If a person riding in a large covered gypsy wagon having windows in the sides, and drawn by two horses at the rate of four or five miles an hour along a highway in a town crossed at grade by a railroad, stops his team about one hundred and fifty feet from the crossing to look and listen for a coming train, the view of the railroad being obstructed for a part of the way, and sees and hears none, and knows that the crossing is equipped with electric bells to warn travellers of the approach of trains, which on this occasion were not ringing, and then enters upon the railroad and is struck by a train and injured, although if he had continued to look after starting onward he could have seen the train before reaching the crossing, in an action against the railroad corporation for his injury the question of his due care is properly submitted to the jury.
In an action against a railroad corporation for injuries caused by a collision with a train at the crossing at grade of a highway by the railroad, if the evidence shows that the crossing was very dangerous, being in a thickly settled town and a view of the railroad being obstructed for a part of the way in approaching the crossing, and that the train was running at the rate of over forty miles an hour, and ran three or four hundred feet beyond the crossing before it was stopped, the jury may find that the defendant was negligent in running the train at an unreasonable speed at that place, and in not placing a flag, gates, or other guards there.
The failure of electric bells at the crossing at grade of a highway by a railroad to ring at the approach of a train is evidence of negligence of the railroad corporation in an action against it for injuries caused by a collision with the train at the crossing.
Whether a boy ten years old, who was driving a pony team immediately behind a large wagon drawn by two horses driven by his grandfather, who, as he approached the crossing at grade of the highway by a railroad, stopped his team when his grandfather stopped the other team for the purpose of looking and listening for a coming train, and who then followed that team upon the track and was struck by a train, was in the exercise of due care, is a question of fact for the jury in an action against the railroad corporation.
If the judge presiding at a trial gives full and sufficient instructions, which enable the jury to understand the law applicable to all branches of the case, it is not a ground of objection that he declines to take each fragment of the testimony and to state a conclusion of law applicable to a possible finding founded upon it.
An action against a railroad corporation, under Pub. Sts. c. 112, § 212, for causing the death of a person, cannot be maintained upon proof of negligence of the defendant's servants, without proof that the negligence was gross.
A point not taken at the trial is not open upon a bill of exceptions.
Although the counts of a declaration in an action against a railroad corporation for causing the death of a person are imperfect, the action must be deemed to have been brought under Pub. Sts. c. 112, § 212, and not at common law.

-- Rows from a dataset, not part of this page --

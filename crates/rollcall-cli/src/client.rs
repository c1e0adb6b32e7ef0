//! Async HTTP client wrapping the Rollcall JSON API.
//!
//! [`ApiClient`] implements [`AttendanceStore`], so the scan workflow runs
//! against the server exactly as it would against a local store.

use std::time::Duration;

use chrono::NaiveDate;
use reqwest::{Client, RequestBuilder, StatusCode};
use rollcall_core::{
  model::{
    Class, ClassAttendanceEntry, DATE_FORMAT, NewAttendance, NewClass,
    NewStudent, Student, StudentAttendanceEntry,
  },
  store::{AttendanceStore, FailureKind, StoreError},
};
use serde::{Deserialize, de::DeserializeOwned};
use thiserror::Error;

/// Upper bound on any single request; a hung server surfaces as an error.
const REQUEST_TIMEOUT: Duration = Duration::from_secs(30);

#[derive(Debug, Error)]
pub enum ClientError {
  #[error("failed to build HTTP client: {0}")]
  Build(#[source] reqwest::Error),

  #[error("{path}: {source}")]
  Transport {
    path:   String,
    #[source]
    source: reqwest::Error,
  },

  #[error("{path} → {status}: {message}")]
  Status {
    path:    String,
    status:  StatusCode,
    message: String,
  },
}

impl StoreError for ClientError {
  fn kind(&self) -> FailureKind {
    match self {
      ClientError::Status { status, .. } if *status == StatusCode::CONFLICT => {
        FailureKind::Conflict
      }
      _ => FailureKind::Other,
    }
  }
}

/// Shape of an API error body.
#[derive(Deserialize)]
struct ErrorBody {
  error: String,
}

#[derive(Deserialize)]
struct Created {
  id: i64,
}

/// Async HTTP client for the Rollcall JSON REST API.
///
/// Cheap to clone; the inner [`reqwest::Client`] is `Arc`-based.
#[derive(Clone)]
pub struct ApiClient {
  client:   Client,
  base_url: String,
}

impl ApiClient {
  pub fn new(base_url: impl Into<String>) -> Result<Self, ClientError> {
    let client = Client::builder()
      .timeout(REQUEST_TIMEOUT)
      .build()
      .map_err(ClientError::Build)?;
    Ok(Self { client, base_url: base_url.into() })
  }

  fn url(&self, path: &str) -> String {
    format!("{}/api{}", self.base_url.trim_end_matches('/'), path)
  }

  async fn send<T: DeserializeOwned>(
    &self,
    path: String,
    req: RequestBuilder,
  ) -> Result<T, ClientError> {
    let resp = match req.send().await {
      Ok(resp) => resp,
      Err(source) => return Err(ClientError::Transport { path, source }),
    };

    let status = resp.status();
    if !status.is_success() {
      let message = match resp.json::<ErrorBody>().await {
        Ok(body) => body.error,
        Err(_) => status.canonical_reason().unwrap_or("error").to_owned(),
      };
      return Err(ClientError::Status { path, status, message });
    }

    resp
      .json()
      .await
      .map_err(|source| ClientError::Transport { path, source })
  }

  async fn get<T: DeserializeOwned>(&self, path: String) -> Result<T, ClientError> {
    let req = self.client.get(self.url(&path));
    self.send(path, req).await
  }

  async fn create<B>(&self, path: &str, body: &B) -> Result<i64, ClientError>
  where
    B: serde::Serialize + Sync,
  {
    let req = self.client.post(self.url(path)).json(body);
    let created: Created = self.send(path.to_owned(), req).await?;
    Ok(created.id)
  }
}

impl AttendanceStore for ApiClient {
  type Error = ClientError;

  /// `GET /api/classes`
  async fn list_classes(&self) -> Result<Vec<Class>, ClientError> {
    self.get("/classes".to_owned()).await
  }

  /// `POST /api/classes`
  async fn add_class(&self, input: NewClass) -> Result<i64, ClientError> {
    self.create("/classes", &input).await
  }

  /// `GET /api/students` or `GET /api/students/class/<id>`
  async fn list_students(
    &self,
    class_id: Option<i64>,
  ) -> Result<Vec<Student>, ClientError> {
    let path = match class_id {
      Some(id) => format!("/students/class/{id}"),
      None => "/students".to_owned(),
    };
    self.get(path).await
  }

  /// `POST /api/students`
  async fn add_student(&self, input: NewStudent) -> Result<i64, ClientError> {
    self.create("/students", &input).await
  }

  /// `POST /api/attendance`
  async fn record_attendance(
    &self,
    input: NewAttendance,
  ) -> Result<i64, ClientError> {
    self.create("/attendance", &input).await
  }

  /// `GET /api/attendance/<class_id>/<date>`
  async fn class_attendance(
    &self,
    class_id: i64,
    date: NaiveDate,
  ) -> Result<Vec<ClassAttendanceEntry>, ClientError> {
    self
      .get(format!("/attendance/{class_id}/{}", date.format(DATE_FORMAT)))
      .await
  }

  /// `GET /api/attendance/student/<student_id>`
  async fn student_attendance(
    &self,
    student_id: i64,
  ) -> Result<Vec<StudentAttendanceEntry>, ClientError> {
    self.get(format!("/attendance/student/{student_id}")).await
  }
}
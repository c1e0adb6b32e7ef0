//! Session Tracker: in-memory state for one live attendance session.
//!
//! A [`Session`] exists from the moment a class is selected until the user
//! navigates away. It is never persisted; only the check-ins it triggers are.

use std::collections::HashSet;

use chrono::{DateTime, Utc};
use serde::Serialize;

use crate::model::Student;

/// One successful check-in, in the order it happened.
#[derive(Debug, Clone, PartialEq, Eq, Serialize)]
pub struct CheckIn {
  pub code:      String,
  pub name:      String,
  pub timestamp: DateTime<Utc>,
}

/// Counts reported when a session is finalized.
#[derive(Debug, Clone, Copy, PartialEq, Eq, Serialize)]
pub struct SessionSummary {
  pub class_id: i64,
  pub enrolled: usize,
  pub present:  usize,
  pub absent:   usize,
}

/// Roster, present-set and check-in log for the selected class.
#[derive(Debug, Clone)]
pub struct Session {
  class_id: i64,
  roster:   Vec<Student>,
  present:  HashSet<String>,
  log:      Vec<CheckIn>,
}

impl Session {
  /// Start a fresh session for `class_id` over the full student collection.
  pub fn new(class_id: i64, students: &[Student]) -> Self {
    let mut session = Self {
      class_id,
      roster: Vec::new(),
      present: HashSet::new(),
      log: Vec::new(),
    };
    session.select_class(class_id, students);
    session
  }

  /// Switch to `class_id`: the roster becomes every student registered for
  /// it, and the present-set and log start over. An unknown class yields an
  /// empty roster.
  pub fn select_class(&mut self, class_id: i64, students: &[Student]) {
    self.class_id = class_id;
    self.roster = students
      .iter()
      .filter(|s| s.class_id == Some(class_id))
      .cloned()
      .collect();
    self.present.clear();
    self.log.clear();
  }

  /// Mark `student` present and append to the log. Marking the same code
  /// twice leaves the present-set as is.
  pub fn record_present(&mut self, student: &Student, timestamp: DateTime<Utc>) {
    self.present.insert(student.code.clone());
    self.log.push(CheckIn {
      code: student.code.clone(),
      name: student.name.clone(),
      timestamp,
    });
  }

  pub fn class_id(&self) -> i64 { self.class_id }

  pub fn roster(&self) -> &[Student] { &self.roster }

  /// Check-ins in chronological order.
  pub fn log(&self) -> &[CheckIn] { &self.log }

  pub fn is_present(&self, code: &str) -> bool { self.present.contains(code) }

  pub fn present_count(&self) -> usize { self.present.len() }

  /// Roster entries not yet marked present, in roster order.
  pub fn absent_roster(&self) -> Vec<&Student> {
    self
      .roster
      .iter()
      .filter(|s| !self.present.contains(&s.code))
      .collect()
  }

  pub fn summary(&self) -> SessionSummary {
    SessionSummary {
      class_id: self.class_id,
      enrolled: self.roster.len(),
      present:  self.present_count(),
      absent:   self.absent_roster().len(),
    }
  }
}
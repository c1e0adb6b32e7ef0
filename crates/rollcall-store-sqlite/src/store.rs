//! [`SqliteStore`]: the SQLite implementation of [`AttendanceStore`].

use std::path::Path;

use chrono::NaiveDate;
use rollcall_core::{
  model::{
    Class, ClassAttendanceEntry, NewAttendance, NewClass, NewStudent, Student,
    StudentAttendanceEntry, normalize_code,
  },
  store::AttendanceStore,
};

use crate::{
  encode::{
    RECORD_COLUMNS, RawClassEntry, RawRecord, RawStudentEntry, encode_date,
    encode_dt,
  },
  schema::SCHEMA,
  Error, Result,
};

// ─── Store ───────────────────────────────────────────────────────────────────

/// A Rollcall store backed by a single SQLite file.
///
/// Cloning is cheap; the inner connection is reference-counted.
#[derive(Clone)]
pub struct SqliteStore {
  pub(crate) conn: tokio_rusqlite::Connection,
}

impl SqliteStore {
  /// Open (or create) a store at `path` and run schema initialisation.
  pub async fn open(path: impl AsRef<Path>) -> Result<Self> {
    let conn = tokio_rusqlite::Connection::open(path).await?;
    let store = Self { conn };
    store.init_schema().await?;
    Ok(store)
  }

  /// Open an in-memory store for tests.
  pub async fn open_in_memory() -> Result<Self> {
    let conn = tokio_rusqlite::Connection::open_in_memory().await?;
    let store = Self { conn };
    store.init_schema().await?;
    Ok(store)
  }

  async fn init_schema(&self) -> Result<()> {
    self
      .conn
      .call(|conn| {
        conn.execute_batch(SCHEMA)?;
        Ok(())
      })
      .await?;
    Ok(())
  }
}

// ─── Constraint mapping ──────────────────────────────────────────────────────

/// The extended SQLite result code if `err` is a constraint violation.
fn constraint_code(err: &tokio_rusqlite::Error) -> Option<std::ffi::c_int> {
  match err {
    tokio_rusqlite::Error::Rusqlite(rusqlite::Error::SqliteFailure(e, _))
      if e.code == rusqlite::ErrorCode::ConstraintViolation =>
    {
      Some(e.extended_code)
    }
    _ => None,
  }
}

fn is_unique_violation(err: &tokio_rusqlite::Error) -> bool {
  constraint_code(err) == Some(rusqlite::ffi::SQLITE_CONSTRAINT_UNIQUE)
}

fn is_foreign_key_violation(err: &tokio_rusqlite::Error) -> bool {
  constraint_code(err) == Some(rusqlite::ffi::SQLITE_CONSTRAINT_FOREIGNKEY)
}

fn map_student(row: &rusqlite::Row<'_>) -> rusqlite::Result<Student> {
  Ok(Student {
    id:       row.get(0)?,
    code:     row.get(1)?,
    name:     row.get(2)?,
    email:    row.get(3)?,
    class_id: row.get(4)?,
  })
}

// ─── AttendanceStore impl ────────────────────────────────────────────────────

impl AttendanceStore for SqliteStore {
  type Error = Error;

  // ── Classes ───────────────────────────────────────────────────────────────

  async fn list_classes(&self) -> Result<Vec<Class>> {
    let classes = self
      .conn
      .call(|conn| {
        let mut stmt = conn
          .prepare("SELECT id, name, teacher, schedule FROM classes ORDER BY id")?;
        let rows = stmt
          .query_map([], |row| {
            Ok(Class {
              id:       row.get(0)?,
              name:     row.get(1)?,
              teacher:  row.get(2)?,
              schedule: row.get(3)?,
            })
          })?
          .collect::<rusqlite::Result<Vec<_>>>()?;
        Ok(rows)
      })
      .await?;
    Ok(classes)
  }

  async fn add_class(&self, input: NewClass) -> Result<i64> {
    let id = self
      .conn
      .call(move |conn| {
        conn.execute(
          "INSERT INTO classes (name, teacher, schedule) VALUES (?1, ?2, ?3)",
          rusqlite::params![input.name, input.teacher, input.schedule],
        )?;
        Ok(conn.last_insert_rowid())
      })
      .await?;
    tracing::debug!(class_id = id, "class added");
    Ok(id)
  }

  // ── Students ──────────────────────────────────────────────────────────────

  async fn list_students(&self, class_id: Option<i64>) -> Result<Vec<Student>> {
    let students = self
      .conn
      .call(move |conn| {
        let rows = if let Some(c) = class_id {
          let mut stmt = conn.prepare(
            "SELECT id, student_id, name, email, class_id FROM students
             WHERE class_id = ?1 ORDER BY id",
          )?;
          stmt
            .query_map(rusqlite::params![c], map_student)?
            .collect::<rusqlite::Result<Vec<_>>>()?
        } else {
          let mut stmt = conn.prepare(
            "SELECT id, student_id, name, email, class_id FROM students ORDER BY id",
          )?;
          stmt
            .query_map([], map_student)?
            .collect::<rusqlite::Result<Vec<_>>>()?
        };
        Ok(rows)
      })
      .await?;
    Ok(students)
  }

  async fn add_student(&self, input: NewStudent) -> Result<i64> {
    let code = normalize_code(&input.code);
    let code_for_err = code.clone();

    let result = self
      .conn
      .call(move |conn| {
        conn.execute(
          "INSERT INTO students (student_id, name, email, class_id)
           VALUES (?1, ?2, ?3, ?4)",
          rusqlite::params![code, input.name, input.email, input.class_id],
        )?;
        Ok(conn.last_insert_rowid())
      })
      .await;

    match result {
      Ok(id) => {
        tracing::debug!(student_id = id, code = %code_for_err, "student added");
        Ok(id)
      }
      Err(e) if is_unique_violation(&e) => {
        Err(Error::DuplicateStudentCode(code_for_err))
      }
      Err(e) if is_foreign_key_violation(&e) => {
        Err(Error::MissingReference("class"))
      }
      Err(e) => Err(e.into()),
    }
  }

  // ── Attendance ────────────────────────────────────────────────────────────

  async fn record_attendance(&self, input: NewAttendance) -> Result<i64> {
    let date_str   = encode_date(input.date);
    let status_str = input.status.as_str();
    let ts_str     = encode_dt(input.timestamp);

    let result = self
      .conn
      .call(move |conn| {
        conn.execute(
          "INSERT INTO attendance (student_id, class_id, date, status, timestamp)
           VALUES (?1, ?2, ?3, ?4, ?5)",
          rusqlite::params![
            input.student_id,
            input.class_id,
            date_str,
            status_str,
            ts_str,
          ],
        )?;
        Ok(conn.last_insert_rowid())
      })
      .await;

    match result {
      Ok(id) => Ok(id),
      Err(e) if is_foreign_key_violation(&e) => {
        Err(Error::MissingReference("student or class"))
      }
      Err(e) => Err(e.into()),
    }
  }

  async fn class_attendance(
    &self,
    class_id: i64,
    date:     NaiveDate,
  ) -> Result<Vec<ClassAttendanceEntry>> {
    let date_str = encode_date(date);

    let raws: Vec<RawClassEntry> = self
      .conn
      .call(move |conn| {
        let mut stmt = conn.prepare(&format!(
          "SELECT {RECORD_COLUMNS}, s.name, s.student_id
           FROM attendance a
           JOIN students s ON a.student_id = s.id
           WHERE a.class_id = ?1 AND a.date = ?2
           ORDER BY a.timestamp, a.id"
        ))?;
        let rows = stmt
          .query_map(rusqlite::params![class_id, date_str], |row| {
            Ok(RawClassEntry {
              record: RawRecord::from_row(row)?,
              name:   row.get(6)?,
              sid:    row.get(7)?,
            })
          })?
          .collect::<rusqlite::Result<Vec<_>>>()?;
        Ok(rows)
      })
      .await?;

    raws.into_iter().map(RawClassEntry::into_entry).collect()
  }

  async fn student_attendance(
    &self,
    student_id: i64,
  ) -> Result<Vec<StudentAttendanceEntry>> {
    let raws: Vec<RawStudentEntry> = self
      .conn
      .call(move |conn| {
        let mut stmt = conn.prepare(&format!(
          "SELECT {RECORD_COLUMNS}, c.name
           FROM attendance a
           JOIN classes c ON a.class_id = c.id
           WHERE a.student_id = ?1
           ORDER BY a.date DESC, a.timestamp DESC"
        ))?;
        let rows = stmt
          .query_map(rusqlite::params![student_id], |row| {
            Ok(RawStudentEntry {
              record:     RawRecord::from_row(row)?,
              class_name: row.get(6)?,
            })
          })?
          .collect::<rusqlite::Result<Vec<_>>>()?;
        Ok(rows)
      })
      .await?;

    raws.into_iter().map(RawStudentEntry::into_entry).collect()
  }
}
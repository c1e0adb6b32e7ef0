//! Request extractors whose rejections render as [`ApiError`].

use axum::extract::{
  FromRequest, FromRequestParts,
  rejection::{JsonRejection, PathRejection},
};

use crate::error::ApiError;

/// JSON request body. A malformed or incomplete body is a 400 `{error}`.
#[derive(FromRequest)]
#[from_request(via(axum::Json), rejection(ApiError))]
pub struct Body<T>(pub T);

/// Typed path segments. A segment that does not parse is a 400 `{error}`.
#[derive(FromRequestParts)]
#[from_request(via(axum::extract::Path), rejection(ApiError))]
pub struct Params<T>(pub T);

impl From<JsonRejection> for ApiError {
  fn from(rejection: JsonRejection) -> Self {
    ApiError::BadRequest(rejection.body_text())
  }
}

impl From<PathRejection> for ApiError {
  fn from(rejection: PathRejection) -> Self {
    ApiError::BadRequest(rejection.body_text())
  }
}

If evidence, which is admitted at a trial in the expectation that it will be followed by other evidence which is not subsequently offered, is withdrawn from the jury, and both parties are informed of such withdrawal, and make their arguments upon that understanding, its admission affords no ground of objection.
TWO ACTIONS OF TORT. The first case was an action to recover for personal injuries to the plaintiff, and for injuries to his property, by a collision with a train on the defendant's railroad at the crossing at grade of a highway in Northbridge by the railroad. The second case was an action to recover, as administrator of her estate, for the death of the plaintiff's wife, who was killed by the same accident. The cases were tried together in the Superior Court, before Aldrich, J.
The jury returned a verdict for the plaintiff in each case; and the defendant alleged exceptions, which were allowed by Sherman, J., after the death of Aldrich, J., and which appear in the opinion.
F. P. Goulding & C. F. Choate, Jr., for the defendant.
W. S. B. Hopkins & W. Thayer, (H. W. Cobb with them,) for the plaintiff.
KNOWLTON, J. The presiding justice could not properly direct a verdict for the defendant in either of these cases. There was evidence in favor of the plaintiff upon the question whether he was in the exercise of due care. The evidence tended to show that the crossing on which he was injured was very dangerous. As the highway and the railroad approach each other going northward toward the crossing, they run for a considerable distance almost in the same direction, and a part of the way a house and other objects make it impossible for a traveller on the highway to see a coming train. The civil engineer called by the defendant testified that at a point southerly on the highway one hundred feet from the nearest rail as you approach the crossing, you can see down the track to the southward five hundred feet, and that at a point fifty feet farther from the crossing for a distance of three hundred feet
the view of the track is obstructed by the house and a hill. The plaintiff testified that he stopped about one hundred and fifty feet from the crossing, and looked to see if a train was approaching and saw none, and listened and heard none; that he then drove on and was struck by the locomotive. It appeared that he knew that the crossing was equipped with electric bells to warn travellers of the approach of trains, and he testified that the bells were not ringing. His testimony upon the question whether he looked after starting onward was indefinite, and somewhat contradictory. It appeared that, if he had continued looking, he could have seen the train before reaching the crossing. The locomotive engineer testified that the train was then running at the rate of a little more than forty miles an hour. The plaintiff and his wife, sitting on chairs, were riding in a large covered gypsy wagon with a leather top which extended forward to the front of the wagon, and which had in it large windows of clear glass in the sides, right opposite the chairs, and another window in the rear. He testified that he was driving at about four or five miles an hour. Under these circumstances it cannot be said, as matter of law, that the plaintiff was not in the exercise of due care. He was quite near the crossing when he stopped and looked and listened. His conduct after he started forward might properly be affected to some degree by the fact that the electric bells were not ringing. There was more or less difficulty in seeing from his seat in the wagon, as he drove along, whether a train was coming on his left from behind him, and the care of his horses necessarily occupied some of his attention. We think the case was properly left to the jury to determine whether he exercised such care as ordinarily persons are accustomed to exercise under like circumstances.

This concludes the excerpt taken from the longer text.